== WHAT YOU SHOULD DO ==
Check each line of the material that follows, and copy those holding the string "span".

== MATERIAL TO PROCESS ==
________
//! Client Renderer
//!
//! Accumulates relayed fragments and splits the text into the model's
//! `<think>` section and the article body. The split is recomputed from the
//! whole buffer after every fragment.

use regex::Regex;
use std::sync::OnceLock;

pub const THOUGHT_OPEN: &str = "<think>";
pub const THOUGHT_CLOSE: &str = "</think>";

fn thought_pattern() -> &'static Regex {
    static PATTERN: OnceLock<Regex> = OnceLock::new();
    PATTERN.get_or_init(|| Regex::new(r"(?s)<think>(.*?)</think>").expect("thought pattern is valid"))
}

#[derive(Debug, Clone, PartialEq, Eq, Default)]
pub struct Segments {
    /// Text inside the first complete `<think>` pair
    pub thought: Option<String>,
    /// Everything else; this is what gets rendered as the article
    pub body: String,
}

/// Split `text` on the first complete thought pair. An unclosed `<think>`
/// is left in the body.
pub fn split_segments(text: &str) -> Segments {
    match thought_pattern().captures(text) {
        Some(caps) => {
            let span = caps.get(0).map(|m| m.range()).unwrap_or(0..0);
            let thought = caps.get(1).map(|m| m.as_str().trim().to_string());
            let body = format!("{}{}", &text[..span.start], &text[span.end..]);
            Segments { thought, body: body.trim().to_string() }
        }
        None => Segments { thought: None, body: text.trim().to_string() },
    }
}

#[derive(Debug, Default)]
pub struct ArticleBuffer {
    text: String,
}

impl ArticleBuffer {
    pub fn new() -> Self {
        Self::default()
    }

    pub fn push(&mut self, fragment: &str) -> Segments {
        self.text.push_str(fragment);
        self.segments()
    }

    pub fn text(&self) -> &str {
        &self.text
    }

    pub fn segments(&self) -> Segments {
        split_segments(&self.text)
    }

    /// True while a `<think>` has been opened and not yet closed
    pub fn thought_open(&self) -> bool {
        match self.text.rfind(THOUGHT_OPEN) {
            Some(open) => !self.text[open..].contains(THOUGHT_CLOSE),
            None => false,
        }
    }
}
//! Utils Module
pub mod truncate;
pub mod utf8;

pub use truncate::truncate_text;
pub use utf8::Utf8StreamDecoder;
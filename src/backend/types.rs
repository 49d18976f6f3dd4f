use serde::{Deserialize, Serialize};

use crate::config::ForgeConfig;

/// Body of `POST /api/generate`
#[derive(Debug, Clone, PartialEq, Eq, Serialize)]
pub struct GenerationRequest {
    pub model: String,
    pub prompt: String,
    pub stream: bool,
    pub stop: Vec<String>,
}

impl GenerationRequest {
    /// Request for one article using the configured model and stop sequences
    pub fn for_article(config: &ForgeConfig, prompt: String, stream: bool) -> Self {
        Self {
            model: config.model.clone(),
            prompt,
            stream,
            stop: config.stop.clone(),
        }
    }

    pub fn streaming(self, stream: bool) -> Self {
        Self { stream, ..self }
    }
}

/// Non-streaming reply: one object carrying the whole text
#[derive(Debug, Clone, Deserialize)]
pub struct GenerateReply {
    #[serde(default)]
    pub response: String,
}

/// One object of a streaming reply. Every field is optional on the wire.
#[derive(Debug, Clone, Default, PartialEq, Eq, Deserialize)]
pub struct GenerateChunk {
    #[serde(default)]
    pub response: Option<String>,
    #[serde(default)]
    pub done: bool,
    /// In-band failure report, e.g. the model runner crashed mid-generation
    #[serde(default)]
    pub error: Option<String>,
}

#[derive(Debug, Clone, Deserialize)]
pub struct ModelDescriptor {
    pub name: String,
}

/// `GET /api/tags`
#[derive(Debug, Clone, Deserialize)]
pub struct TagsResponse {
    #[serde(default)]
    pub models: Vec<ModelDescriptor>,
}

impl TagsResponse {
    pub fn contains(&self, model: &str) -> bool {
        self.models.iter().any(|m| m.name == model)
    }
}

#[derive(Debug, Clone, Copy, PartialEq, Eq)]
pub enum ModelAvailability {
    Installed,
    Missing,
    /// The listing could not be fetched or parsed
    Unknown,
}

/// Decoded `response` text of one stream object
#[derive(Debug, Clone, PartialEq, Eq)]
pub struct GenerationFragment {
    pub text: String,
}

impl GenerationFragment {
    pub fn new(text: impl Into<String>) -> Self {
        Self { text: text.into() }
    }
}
________
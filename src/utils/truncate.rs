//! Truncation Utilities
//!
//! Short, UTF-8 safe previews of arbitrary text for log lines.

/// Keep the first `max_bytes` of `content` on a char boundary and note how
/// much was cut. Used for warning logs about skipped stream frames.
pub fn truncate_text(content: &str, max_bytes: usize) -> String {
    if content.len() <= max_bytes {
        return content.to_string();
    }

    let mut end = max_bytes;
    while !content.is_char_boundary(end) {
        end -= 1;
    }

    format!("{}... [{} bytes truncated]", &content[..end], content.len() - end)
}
________
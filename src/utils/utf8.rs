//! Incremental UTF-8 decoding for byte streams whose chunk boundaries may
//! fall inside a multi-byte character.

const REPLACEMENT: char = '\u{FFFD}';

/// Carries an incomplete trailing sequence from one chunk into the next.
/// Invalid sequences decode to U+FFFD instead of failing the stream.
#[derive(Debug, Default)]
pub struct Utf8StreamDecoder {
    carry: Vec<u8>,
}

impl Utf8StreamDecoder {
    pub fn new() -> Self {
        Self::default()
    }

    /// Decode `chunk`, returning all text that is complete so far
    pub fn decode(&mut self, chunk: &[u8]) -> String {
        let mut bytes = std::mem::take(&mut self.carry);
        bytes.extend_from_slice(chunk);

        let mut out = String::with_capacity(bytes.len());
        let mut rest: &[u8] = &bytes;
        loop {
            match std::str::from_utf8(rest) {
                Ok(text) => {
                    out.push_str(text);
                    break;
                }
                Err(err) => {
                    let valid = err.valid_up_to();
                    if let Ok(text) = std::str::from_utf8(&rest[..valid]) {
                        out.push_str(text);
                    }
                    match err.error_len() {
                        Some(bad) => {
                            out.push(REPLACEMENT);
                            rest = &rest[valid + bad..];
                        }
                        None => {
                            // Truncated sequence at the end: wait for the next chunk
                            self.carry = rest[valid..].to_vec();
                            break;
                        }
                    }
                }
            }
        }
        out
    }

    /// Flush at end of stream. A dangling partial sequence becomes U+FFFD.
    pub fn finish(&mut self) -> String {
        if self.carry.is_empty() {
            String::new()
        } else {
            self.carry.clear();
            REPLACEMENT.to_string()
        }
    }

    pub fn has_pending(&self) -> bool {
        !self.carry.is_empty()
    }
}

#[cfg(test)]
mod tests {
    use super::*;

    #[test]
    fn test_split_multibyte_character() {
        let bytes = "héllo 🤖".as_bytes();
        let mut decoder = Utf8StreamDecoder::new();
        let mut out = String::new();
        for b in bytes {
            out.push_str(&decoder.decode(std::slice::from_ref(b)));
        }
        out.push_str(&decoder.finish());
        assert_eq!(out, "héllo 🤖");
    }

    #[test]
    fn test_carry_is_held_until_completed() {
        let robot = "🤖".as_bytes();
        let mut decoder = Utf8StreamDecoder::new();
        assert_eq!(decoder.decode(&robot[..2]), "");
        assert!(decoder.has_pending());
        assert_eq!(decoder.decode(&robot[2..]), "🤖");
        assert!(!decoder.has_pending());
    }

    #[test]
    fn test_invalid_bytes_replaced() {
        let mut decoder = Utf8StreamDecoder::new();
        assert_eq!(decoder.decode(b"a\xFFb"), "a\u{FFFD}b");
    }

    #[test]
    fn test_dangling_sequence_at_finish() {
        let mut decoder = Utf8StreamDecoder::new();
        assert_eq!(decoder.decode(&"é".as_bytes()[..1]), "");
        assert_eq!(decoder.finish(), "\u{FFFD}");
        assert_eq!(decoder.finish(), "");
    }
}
________
== OUTPUT OF THE TASK ==
            let span = caps.get(0).map(|m| m.range()).unwrap_or(0..0);
            let body = format!("{}{}", &text[..span.start], &text[span.end..]);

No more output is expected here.